I owe you an apology. My birthday was more than a week ago, and I haven’t even acknowledged your kindness. I totally suck.

I was absolutely planning to scroll through your thoughtful congratulations and acknowledge each one with a “Thanks!!” or even just a like. It’s the least I could do. (In fact, it was designed by some of the top engineers in the world to be the least I could do.)

That or I could have just dropped a single thank-you post on my timeline. I even had something prepared: “Thanks for the birthday wishes! So happy to see this site has some utility beyond denying the Holocaust and outing pedophiles who don’t support our president!” But then I thought better of it — lame sarcasm still feels better suited to Twitter — and tried to cook up something nicer and more sincere, and before I knew it, a week had gone by and it seemed weird to bother.

Oddly, I only got 51 happy birthdays this year. That’s down 19 percent from last year, when I got 63, and reflects a worrisome 37 percent drop from 2016, when I got 82. Who are the 31 friends who gave up on me in the past two years? I can’t bring myself to dig into the data, but Facebook certainly knows. Hell, maybe Russian intelligence services know too.

Anyway, those who stuck with me will be pleased to learn that my birthday brought me pretty much the same amount of contentment it usually does, which is to say it was fine.

Of course, I’m not the only user of the service to watch in horror as my engagement numbers flatlined. In recent years, I have mostly used Facebook to promote stories I’ve written (that and to publish one stirring “open letter to my children” when Donald Trump came to power).

So, I like to tell myself that when Facebook decided in January to downgrade news articles in favor of “personal moments,” the algo somehow decided my content was so impressive and professional that I simply must be a publisher rather than just a nice guy for whom people might feel some genuine affection, and therefore knocked me down in its rankings along with all the other clickbait. I know, it’s a stretch, but it’s better than wallowing in social anxiety.

My current working theory is simply that, like the stock market, my friends are just not that into Facebook anymore. Maybe it was the way the company tried tracking us across the web, or how it got busted sharing our private information with advertisers and then stopped and said sorry, and then did it again. Or the way the platform’s content reviewers applied rules that wound up favoring hate speech by conservative white men over political speech by leftists and people of color.

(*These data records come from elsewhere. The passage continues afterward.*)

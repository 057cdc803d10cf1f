//!
//! provisioning controller HTTP server
//! -----------------------------------
//! Axum HTTP API for the controller. Everything lives under `/api/v1`:
//! - `self/*` reports build information and service health.
//! - `environment/*` is CRUD over the environment registry.
//!
//! Startup order: configuration, health center, schema provisioning (failure aborts),
//! repository, liveliness check, then the listener. On shutdown every check is
//! deregistered once the listener has drained.

use std::future::Future;
use std::net::SocketAddr;
use std::panic::AssertUnwindSafe;

use anyhow::Context;
use axum::http::StatusCode;
use axum::response::{IntoResponse, Response};
use axum::{routing::get, Json, Router};
use futures_util::FutureExt; // for catch_unwind on handler futures
use serde_json::json;
use tokio::net::TcpListener;
use tower_http::trace::TraceLayer;
use tracing::{error, info};

use crate::config::Configuration;
use crate::error::AppError;
use crate::health::center::panic_message;
use crate::health::{DbLivelinessCheck, HealthCenter};
use crate::provision::{ConnectionSettings, SchemaProvisioner};
use crate::repository::EnvironmentRepository;
use crate::store::Connector;

pub mod environment_routes;
pub mod self_routes;

pub const API_PREFIX: &str = "/api/v1";

/// Shared server state injected into all handlers.
#[derive(Clone)]
pub struct AppState {
    pub repository: EnvironmentRepository,
    pub health: HealthCenter,
}

impl IntoResponse for AppError {
    fn into_response(self) -> Response {
        let status = StatusCode::from_u16(self.http_status()).unwrap_or(StatusCode::INTERNAL_SERVER_ERROR);
        (status, Json(json!({ "status": "error", "code": self.code_str(), "message": self.message() }))).into_response()
    }
}

pub fn router(state: AppState) -> Router {
    let api = Router::new().merge(self_routes::routes()).merge(environment_routes::routes());
    Router::new()
        .route("/", get(|| async { "provisioning controller ok" }))
        .nest(API_PREFIX, api)
        .layer(TraceLayer::new_for_http())
        .with_state(state)
}

/// Provision the graph and wire up the repository and health checks.
pub async fn bootstrap<C: Connector>(config: &Configuration, connector: C) -> anyhow::Result<AppState> {
    let health = HealthCenter::new();
    let settings = ConnectionSettings::from_config(config).context("Invalid database settings")?;
    let graph = SchemaProvisioner::new(connector)
        .provision(&settings)
        .await
        .with_context(|| {
            format!(
                "Failed to provision graph '{}' in database '{}'",
                settings.graph_name(),
                settings.database_name()
            )
        })?;
    info!(database = %graph.database(), graph = %graph.name(), "Graph store ready");

    DbLivelinessCheck::new(graph.client().clone())
        .register(&health)
        .await
        .context("Failed to register the database liveliness check")?;
    Ok(AppState { repository: EnvironmentRepository::new(graph), health })
}

/// Bootstrap and serve on `service.port` until Ctrl-C.
pub async fn run<C: Connector>(config: &Configuration, connector: C) -> anyhow::Result<()> {
    let port = config.service_port()?;
    let state = bootstrap(config, connector).await?;

    let addr: SocketAddr = format!("0.0.0.0:{}", port).parse()?;
    let listener = TcpListener::bind(addr).await.with_context(|| format!("Failed to bind {}", addr))?;
    info!("Starting server on {}", addr);
    serve(listener, state, shutdown_signal()).await
}

/// Serve `state` on an already bound listener until `shutdown` resolves.
pub async fn serve<F>(listener: TcpListener, state: AppState, shutdown: F) -> anyhow::Result<()>
where
    F: Future<Output = ()> + Send + 'static,
{
    let health = state.health.clone();
    let app = router(state);
    axum::serve(listener, app).with_graceful_shutdown(shutdown).await.context("HTTP server failed")?;

    let removed = health.deregister_all().await;
    health.shutdown().await;
    info!(checks = removed, "Server stopped");
    Ok(())
}

async fn shutdown_signal() {
    if let Err(e) = tokio::signal::ctrl_c().await {
        error!("Failed to listen for Ctrl-C: {}", e);
        std::future::pending::<()>().await;
    }
    info!("Shutdown requested");
}

/// Runs a handler body, converting a panic into a 500 instead of dropping the connection.
pub(crate) async fn guarded<F, T, E>(what: &'static str, fut: F) -> Result<T, AppError>
where
    F: Future<Output = Result<T, E>>,
    E: Into<AppError>,
{
    match AssertUnwindSafe(fut).catch_unwind().await {
        Ok(result) => result.map_err(Into::into),
        Err(payload) => {
            error!(target: "panic", "HTTP {} panic: {}", what, panic_message(payload.as_ref()));
            Err(AppError::internal("internal_panic", "internal server error"))
        }
    }
}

Or how it gave people a free, easy-to-use tool to broadcast anything, including gun violence and sexual assault. Or how it researched our emotions without our consent. Or how it facilitated the sale of deadly weapons. Or how it published decapitation videos and winked at pages endorsing rape while banning images of breastfeeding. Or how it kept up posts calling for the murder of Muslims in Sri Lanka, allegedly contributing to deadly riots, until the government shut down the site altogether. Or how it enabled Russia to wage a successful propaganda campaign against the United States for a measly $100,000 payday.

Over time, maybe that slow, steady drip of news stories gave us cause to wonder if the $600 billion corporation (whoops, make that $500 billion) didn’t maybe have some questionable goals of its own besides letting us see pictures of that adorable newborn baby of yours. That cute little munchkin, whose precise facial coordinates — brow shape, skin texture, the distance between those big brown eyes and that cute little chin — are no doubt already in a database somewhere. Mazel tov.

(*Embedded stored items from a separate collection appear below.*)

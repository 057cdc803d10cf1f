use super::*;
use crate::store::StoreError;

#[test]
fn http_status_mapping() {
    assert_eq!(AppError::user("bad_input", "oops").http_status(), 400);
    assert_eq!(AppError::not_found("not_found", "missing").http_status(), 404);
    assert_eq!(AppError::conflict("conflict", "dup").http_status(), 409);
    assert_eq!(AppError::unsupported("unsupported", "later").http_status(), 501);
    assert_eq!(AppError::internal("internal", "panic").http_status(), 500);
}

#[test]
fn repository_errors_keep_their_kind() {
    let dup: AppError = RepositoryError::Duplicate { id: "prod-1".into(), name: "production".into() }.into();
    assert_eq!(dup.http_status(), 409);
    assert_eq!(dup.code_str(), "duplicate_environment");
    assert!(dup.message().contains("prod-1"));

    let unknown: AppError = RepositoryError::UnknownEnvironment { id: "nope".into() }.into();
    assert_eq!(unknown.http_status(), 404);

    let transport: AppError = RepositoryError::Transport(StoreError::Transport("connection refused".into())).into();
    assert_eq!(transport.http_status(), 503);
    assert_eq!(transport.code_str(), "store_unavailable");
}

#[test]
fn display_joins_code_and_message() {
    let e = AppError::not_found("unknown_environment", "no such environment");
    assert_eq!(e.to_string(), "unknown_environment: no such environment");
}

Which brings me back to the birthday thing. My only excuse is simply this: I like you, but I hate Facebook. And now that we’re all tangled up together, it’s ruining our relationship. It’s making me seem inconsiderate when, in fact, I’m just desperate to preserve whatever genuine feeling you and I used to have for each other, back when it was just us.

Remember that? We were just kicking it, vibing, having a good time, and Mark Zuckerberg came bounding up, grabbed a seat, and was like, “Hey, what are you guys talking about?” And we both rolled our eyes, and it was super awkward, but Zuck didn’t take the hint, and somehow we wound up letting him hang out with us and tried to ignore him.

And then, one day, we find out he’s been writing down everything we said and recording our feelings and preferences and little secrets and sorting us by more than 50,000 unique attributes and charging Cambridge Analytica to target us, narrowly, efficiently, in a cost-effective way, with toxic garbage.

And then he gets called into the dean’s office and sits there with that choirboy face and acts all contrite, and the dean is like, “Mark, I thought you were better than this,” and he’s like, “We didn’t take a broad enough view of our responsibility, and that was a big mistake. It was my mistake, and I’m sorry,” and the dean is like, “It’s okay, son. We all make mistakes.”

The problem is it wasn’t a mistake. Facebook’s insinuation into our friendship and its exploitation of us was and remains its business model. Zuck built an empire, one of the largest and most powerful companies in the world, out of our sentiment for each other. So now, when Alex Jones says Robert Mueller is part of a child sex ring and seemingly tries to convince one of the supplement-addled Travis Bickle wannabes among his fan base to take the man out, Facebook checks its troubled balance sheet and teetering engagement numbers and reports that while Jones has been given a suspension for other posts, the video targeting the special counsel did not violate its community standards.

Okay, but it violates mine.

I can’t let Facebook mediate my relationships anymore. I can’t trust Mark with my intimate thoughts. You guys are all invited to celebrate my birthday with me. But this corporation is not. So, if you truly love me, mark your calendar for July 18 and send me an email next year. I promise to reply. But don’t expect a notification from Facebook. I just went into my settings and changed my birthday to May 14, 1984 (that’s the date Zuck came into the world) and then set it to private for good measure.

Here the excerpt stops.